Without the presumption that utility is quantified, the diminishing of utility should not be taken to be itself an arithmetic subtraction. It is the movement from use of higher to lower priority, and may be no more than a purely ordinal change.

When quantification of utility is assumed, diminishing marginal utility corresponds to a utility function whose slope is continually or continuously decreasing. In the latter case, if the function is also smooth, then the law may be expressed as
$\frac{\partial^2 U}{\partial g^2}<0$
Neoclassical economics usually supplements or supplants discussion of marginal utility with indifference curves, which were originally derived as the level curves of utility functions, or can be produced without presumption of quantification, but are often simply treated as axiomatic. In the absence of complementarity of goods or services, diminishing marginal utility implies convexity of indifference curves, although such convexity would also follow from quasiconcavity of the utility function.

=== Marginal rate of substitution ===

The rate of substitution is the least favorable rate at which an agent is willing to exchange units of one good or service for units of another. The marginal rate of substitution (MRS) is the rate of substitution at the margin; in other words, given some constraint.

When goods and services are discrete, the least favorable rate at which an agent would trade A for B will usually be different from that at which she would trade B for A:
$MRS_{AB} \neq \frac1{MRS_{BA}}$

When the goods and services are continuously divisible in the limiting case
$MRS_{AB} = \frac1{MRS_{BA}}$
and the marginal rate of substitution is the slope of the indifference curve (multiplied by $-1$).

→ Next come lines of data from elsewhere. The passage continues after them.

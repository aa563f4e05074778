//! Text helpers: entity decoding, attributed text and string tables.

mod attributed;
mod entities;
mod html;
mod localize;

pub use attributed::{Alignment, AttributedText, Attribute, Font, Paragraph, Run, TextStyle};
pub use html::decode_html_entities;
pub use localize::Strings;
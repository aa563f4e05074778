//! Device command: classify a screen from explicit metrics.

use clap::Args;
use serde::Serialize;

use crate::config::Config;
use crate::device::{
    has_home_button, is_big_device, is_english, is_little_device, is_pad, Idiom, ScreenMetrics,
};
use crate::error::{KitError, Result};

/// Classify a screen from its metrics
#[derive(Args, Debug)]
pub struct DeviceArgs {
    /// Screen height in points
    #[arg(long)]
    pub height: f64,

    /// Top safe-area inset in points
    #[arg(long, default_value = "0")]
    pub safe_area_top: f64,

    /// Device idiom
    #[arg(long, value_enum, default_value = "phone")]
    pub idiom: IdiomArg,

    /// Language tag, e.g. en-GB
    #[arg(long, default_value = "en")]
    pub lang: String,

    /// Print results as JSON
    #[arg(long)]
    pub json: bool,
}

#[derive(clap::ValueEnum, Debug, Clone, Copy)]
pub enum IdiomArg {
    Phone,
    Pad,
    Tv,
    Desktop,
}

impl From<IdiomArg> for Idiom {
    fn from(arg: IdiomArg) -> Self {
        match arg {
            IdiomArg::Phone => Idiom::Phone,
            IdiomArg::Pad => Idiom::Pad,
            IdiomArg::Tv => Idiom::Tv,
            IdiomArg::Desktop => Idiom::Desktop,
        }
    }
}

/// Classification printed by the command.
#[derive(Debug, PartialEq, Serialize)]
pub struct DeviceReport {
    pub little: bool,
    pub big: bool,
    pub home_button: bool,
    pub pad: bool,
    pub english: bool,
}

pub fn classify(args: &DeviceArgs, config: &Config) -> DeviceReport {
    let metrics = ScreenMetrics {
        height: args.height,
        safe_area_top: args.safe_area_top,
    };
    let thresholds = &config.device;
    DeviceReport {
        little: is_little_device(&metrics, thresholds),
        big: is_big_device(&metrics, thresholds),
        home_button: has_home_button(Some(&metrics), thresholds),
        pad: is_pad(args.idiom.into()),
        english: is_english(&args.lang),
    }
}

pub fn run(args: DeviceArgs, config: &Config) -> Result<()> {
    let report = classify(&args, config);

    if args.json {
        let json = serde_json::to_string_pretty(&report).map_err(|e| KitError::Parse {
            message: format!("Failed to encode JSON: {}", e),
            help: None,
        })?;
        println!("{}", json);
    } else {
        println!("little       {}", report.little);
        println!("big          {}", report.big);
        println!("home_button  {}", report.home_button);
        println!("pad          {}", report.pad);
        println!("english      {}", report.english);
    }
    Ok(())
}

#[cfg(test)]
mod tests {
    use super::*;

    fn args(height: f64, safe_area_top: f64) -> DeviceArgs {
        DeviceArgs {
            height,
            safe_area_top,
            idiom: IdiomArg::Phone,
            lang: "en-US".to_string(),
            json: false,
        }
    }

    #[test]
    fn test_classify_small_phone() {
        let report = classify(&args(667.0, 20.0), &Config::default());
        assert_eq!(
            report,
            DeviceReport { little: true, big: false, home_button: true, pad: false, english: true }
        );
    }

    #[test]
    fn test_classify_uses_config_thresholds() {
        let mut config = Config::default();
        config.device.big_from = 800.0;
        let report = classify(&args(844.0, 47.0), &config);
        assert!(report.big);
        assert!(!report.home_button);
    }
}
//! Shell completions generation.

use clap::Args;
use clap_complete::Shell;

/// Generate shell completions
#[derive(Args, Debug)]
pub struct CompletionsArgs {
    /// Shell to generate completions for
    #[arg(value_enum)]
    pub shell: Shell,
}

pub fn run(args: CompletionsArgs) -> crate::error::Result<()> {
    let mut cmd = <super::Cli as clap::CommandFactory>::command();
    clap_complete::generate(args.shell, &mut cmd, "uxkit", &mut std::io::stdout());
    Ok(())
}
//! Localised string tables.
//!
//! A table is a flat key/value map stored as JSON or YAML:
//!
//! ```yaml
//! greeting: Hello
//! farewell: Goodbye
//! ```

use std::collections::HashMap;
use std::path::Path;

use serde::Deserialize;

use crate::error::{KitError, Result};

/// A loaded string table.
#[derive(Debug, Clone, Default, Deserialize)]
#[serde(transparent)]
pub struct Strings {
    entries: HashMap<String, String>,
}

impl Strings {
    /// Load a table, choosing the format from the file extension
    /// (`.json`, otherwise YAML).
    pub fn load(path: &Path) -> Result<Self> {
        let content = std::fs::read_to_string(path).map_err(|e| KitError::Io {
            path: path.to_path_buf(),
            message: format!("Failed to read strings: {}", e),
        })?;

        match path.extension().and_then(|e| e.to_str()) {
            Some("json") => Self::from_json(&content),
            _ => Self::from_yaml(&content),
        }
    }

    pub fn from_json(content: &str) -> Result<Self> {
        serde_json::from_str(content).map_err(|e| KitError::Parse {
            message: format!("Invalid strings table: {}", e),
            help: Some("Expected a JSON object of string keys to string values".to_string()),
        })
    }

    pub fn from_yaml(content: &str) -> Result<Self> {
        if content.trim().is_empty() {
            return Ok(Self::default());
        }
        serde_yaml::from_str(content).map_err(|e| KitError::Parse {
            message: format!("Invalid strings table: {}", e),
            help: Some("Expected a YAML mapping of string keys to string values".to_string()),
        })
    }

    /// Add or replace the translation for `key`.
    pub fn insert(&mut self, key: impl Into<String>, value: impl Into<String>) {
        self.entries.insert(key.into(), value.into());
    }

    /// Translation for `key`, or `key` itself when there is none.
    pub fn localized<'a>(&'a self, key: &'a str) -> &'a str {
        self.entries.get(key).map(String::as_str).unwrap_or(key)
    }

    /// Translator comment conventionally attached to `key`.
    pub fn comment_for(key: &str) -> String {
        format!("{}_comment", key)
    }

    pub fn len(&self) -> usize {
        self.entries.len()
    }

    pub fn is_empty(&self) -> bool {
        self.entries.is_empty()
    }
}

#[cfg(test)]
mod tests {
    use super::*;
    use std::fs;
    use tempfile::TempDir;

    #[test]
    fn test_missing_key_falls_back() {
        let strings = Strings::default();
        assert_eq!(strings.localized("login.title"), "login.title");
    }

    #[test]
    fn test_yaml_table() {
        let strings = Strings::from_yaml("greeting: Hallo\nfarewell: Tschüss\n").unwrap();
        assert_eq!(strings.len(), 2);
        assert_eq!(strings.localized("greeting"), "Hallo");
        assert_eq!(strings.localized("farewell"), "Tschüss");
    }

    #[test]
    fn test_insert_overrides_loaded_entry() {
        let mut strings = Strings::from_yaml("title: Old\n").unwrap();
        strings.insert("title", "New");
        strings.insert("subtitle", "Sub");
        assert_eq!(strings.localized("title"), "New");
        assert_eq!(strings.localized("subtitle"), "Sub");
        assert_eq!(strings.len(), 2);
    }

    #[test]
    fn test_empty_yaml() {
        assert!(Strings::from_yaml("").unwrap().is_empty());
    }

    #[test]
    fn test_comment() {
        assert_eq!(Strings::comment_for("ok"), "ok_comment");
    }

    #[test]
    fn test_load_json_file() {
        let dir = TempDir::new().unwrap();
        let path = dir.path().join("fr.json");
        fs::write(&path, r#"{"ok": "D'accord"}"#).unwrap();

        let strings = Strings::load(&path).unwrap();
        assert_eq!(strings.localized("ok"), "D'accord");
    }

    #[test]
    fn test_load_invalid() {
        let dir = TempDir::new().unwrap();
        let path = dir.path().join("bad.json");
        fs::write(&path, "[1, 2]").unwrap();
        assert!(Strings::load(&path).is_err());
        assert!(Strings::load(&dir.path().join("missing.yaml")).is_err());
    }
}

If, for example, Lisa will not trade a goat for anything less than two sheep, then her
$MRS_{SG} = \frac{2\text{ sheep}}\text{goat}$

If she will not trade a sheep for anything less than two goats, then her
$MRS_{GS} = \frac{2\text{ goat}}\text{sheep} \neq \frac{1\text{ goat}}{2\text{ sheep}} = \frac1{\left(\frac{2\text{ sheep}}\text{goat}\right)} = \frac1{MRS_{SG}}$

However, if she would trade one gram of banana for one ounce of ice cream and vice versa, then
$MRS_{IB} = \frac{1\text{ oz ice cream}}{1\text{ g banana}} = \frac1{\left(\frac{1\text{ g banana}}{1\text{ oz ice cream}}\right)} = \frac1{MRS_{BI}}$

When indifference curves (which are essentially graphs of instantaneous rates of substitution) and the convexity of those curves are not taken as given, the "law" of diminishing marginal utility is invoked to explain diminishing marginal rates of substitution – a willingness to accept fewer units of good or service $A$ in substitution for $B$ as one's holdings of $A$ grow relative to those of $B$. If an individual has a stock or flow of a good or service whose marginal utility is less than would be that of some other good or service for which he or she could trade, then it is in their interest to effect that trade. As one thing is traded-away and another is acquired, the respective marginal gains or losses from further trades are now changed. On the assumption that the marginal utility of one is diminishing, and the other is not increasing, all else being equal, an individual will demand an increasing ratio of that which is acquired to that which is sacrificed. One important way in which all else might not be equal is when the use of the one good or service complements that of the other. In such cases, exchange ratios might be constant. If any trader can better their own marginal position by offering an exchange more favorable to other traders with desired goods or services, then he or she will do so.

=== Marginal cost ===

At the highest level of generality, a marginal cost is a marginal opportunity cost. In most contexts, marginal cost refers to marginal pecuniary cost, that is to say marginal cost measured by forgone money.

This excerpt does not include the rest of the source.